Le décret n°2026-209 du 24 mars 2026 s’inscrit dans le prolongement de la loi n°2024-449 du 21 mai 2024 visant à sécuriser et à réguler l’espace numérique qui a modifié l’article L.1111-8 du CSP (qui constitue le fondement juridique de l’hébergement des données de santé à caractère personnel).

Le décret consacre tout d’abord un principe de territorialisation du stockage des données de santé, en imposant que celui-ci soit réalisé exclusivement sur le territoire d’un Etat membre de l’UE ou partie à l’Espace économique européen. Cette exigence vise à limiter les risques d’ingérence ou d’accès par des législations extra-européennes.
Toutefois, le texte n’exclut pas totalement les transferts vers les Etats tiers. Il prévoit qu’un tel transfert, y compris sous la forme d’un accès à distance, demeure possible sous réserve du respect des conditions posées par le règlement (UE) 2016/679 RGPD. Ainsi, soit une décision d’adéquation adoptée par la Commission européenne doit exister (article 45), soit des garanties appropriées doivent être mises en place (article 46), accompagnées de droits opposables et de voies de recours effectives pour les personnes concernées. En l’absence de décision d’adéquation, le décret impose en outre une transparence accrue dans le contrat d’hébergement, qui doit détailler précisément les garanties mises en œuvre ainsi que les mesures complémentaires assurant un niveau de protection équivalent à celui du droit de l’Union.
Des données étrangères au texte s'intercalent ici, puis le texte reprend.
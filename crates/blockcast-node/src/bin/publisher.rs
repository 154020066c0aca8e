//! Publisher endpoint: sends block transfers to the gateway and consumes
//! the receiver's status reports.
//!
//! The outer loop owns the link: it re-establishes the session after a
//! disconnect, services incoming frames, publishes a heartbeat every few
//! seconds, and reacts to the stdin control surface (`send [file]`, `qos`,
//! `quit`).

use std::time::{Duration, Instant};

use anyhow::Context;
use tracing::{info, warn};

use blockcast_mqttsn::{Client, ClientConfig, Incoming, UdpTransport};
use blockcast_node::{Command, FsStore, NodeConfig, spawn_stdin_reader};
use blockcast_transfer::store::BlockStore;
use blockcast_transfer::{BlockSender, process_status};

/// Image extensions the `send` command looks for.
const IMAGE_EXTENSIONS: &[&str] = &[".jpg", ".jpeg", ".png", ".gif"];

const HEARTBEAT_INTERVAL: Duration = Duration::from_secs(5);

/// Pause before retrying a failed session bring-up.
const RECONNECT_DELAY: Duration = Duration::from_secs(10);

fn main() -> anyhow::Result<()> {
    let _ = dotenvy::dotenv();

    tracing_subscriber::fmt()
        .with_env_filter(
            tracing_subscriber::EnvFilter::try_from_default_env().unwrap_or_else(|_| {
                "blockcast_publisher=info,blockcast_mqttsn=info,blockcast_transfer=info".into()
            }),
        )
        .init();

    let config = NodeConfig::from_env("blockcast_publisher")?;
    let store = FsStore::new(config.data_dir.clone()).context("cannot open block store")?;

    let transport =
        UdpTransport::open(config.local_port).context("cannot open UDP transport")?;
    let mut client = Client::new(
        transport,
        ClientConfig::new(config.gateway, config.client_id.clone()),
    );
    client.set_qos(config.default_qos)?;

    info!(gateway = %config.gateway, "publisher starting");

    let commands = spawn_stdin_reader();
    let mut sender = BlockSender::new();
    let mut last_heartbeat = Instant::now();
    let mut heartbeat_count: u32 = 0;

    loop {
        if !client.is_connected() {
            if let Err(e) = bring_up(&mut client, &config) {
                warn!("session bring-up failed: {}, retrying", e);
                std::thread::sleep(RECONNECT_DELAY);
                continue;
            }
        }

        client.drive();

        match client.poll(Duration::from_millis(100)) {
            Ok(Some(Incoming::Publish(publish))) => {
                let on_status = client.channel_name(publish.topic_id)
                    == Some(config.status_channel.as_str());
                if on_status {
                    process_status(&publish.payload);
                }
                if let Err(e) = client.ack_publish(&publish) {
                    warn!("failed to acknowledge publish: {}", e);
                }
            }
            Ok(Some(Incoming::Disconnect)) => continue,
            Ok(None) => {}
            Err(e) => warn!("poll failed: {}", e),
        }

        if last_heartbeat.elapsed() >= HEARTBEAT_INTERVAL {
            let qos = client.qos();
            let message = format!("blockcast publisher #{heartbeat_count} (QoS {qos})");
            heartbeat_count += 1;
            if let Err(e) = client.publish(&config.heartbeat_channel, message.as_bytes(), qos) {
                // Treat a failed heartbeat as a dead session.
                warn!("heartbeat failed: {}, reconnecting", e);
                let _ = client.disconnect();
            }
            last_heartbeat = Instant::now();
        }

        while let Ok(command) = commands.try_recv() {
            match command {
                Command::CycleQos => {
                    client.cycle_qos();
                }
                Command::Send(path) => {
                    let name = path.or_else(|| store.discover_first_matching(IMAGE_EXTENSIONS));
                    let Some(name) = name else {
                        warn!(dir = %config.data_dir.display(), "no image file to send");
                        continue;
                    };
                    let qos = client.qos();
                    info!(name = %name, qos, "block transfer requested");
                    match sender.send_file(&mut client, &store, &config.chunk_channel, &name, qos)
                    {
                        Ok(()) => info!(name = %name, "block transfer finished"),
                        Err(e) => warn!(name = %name, "block transfer failed: {}", e),
                    }
                }
                Command::Quit => {
                    let _ = client.disconnect();
                    info!("publisher shutting down");
                    return Ok(());
                }
            }
        }
    }
}

/// Connect and set up every channel the publisher uses.
fn bring_up(client: &mut Client<UdpTransport>, config: &NodeConfig) -> blockcast_mqttsn::Result<()> {
    client.connect()?;
    client.register(&config.chunk_channel)?;
    client.register(&config.heartbeat_channel)?;
    // Status reports come back from the receiver on their own channel.
    client.subscribe(&config.status_channel, 1)?;
    info!("publisher session ready");
    Ok(())
}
Par ailleurs, le décret renforce de manière significative le contenu du contrat d’hébergement de données de santé. Celui-ci doit désormais inclure des informations complètes relatives :
- Aux droits des personnes concernées, en intégrant l’ensemble des droits reconnus par le RGPD (accès, rectification, effacement, portabilité, limitation et opposition) ;
- Aux éventuels transferts de données ou accès à distance depuis des Etats tiers ;
- Aux législations extra-européennes susceptibles d’imposer un accès aux données (notamment au sens de l’article 48 du RGPD) ;
- Aux mesures mises en œuvre pour atténuer ces risques ainsi qu’à l’identification des risques résiduels.

Le décret introduit également une obligation inédite de transparence à la charge des hébergeurs, en imposant la publication et la mise à jour d’une cartographie des transferts de données, des accès distants et des risques d’accès non autorisés par des Etats tiers. Cette exigence vise à renforcer la lisibilité et le contrôle des flux de données de santé. En outre, le texte précise certaines obligations techniques, notamment en matière de sauvegarde et d’archivage électronique des données et adapte les dispositions applicables à certains territoires ultramarins, en particulier Wallis-et-Futuna. Enfin, le décret prévoit une entrée en vigueur différée pour certaines dispositions structurantes (relatives notamment aux transferts et au contenu contractuel), fixée à 6 mois après sa publication, afin de permettre aux acteurs concernés de se mettre en conformité.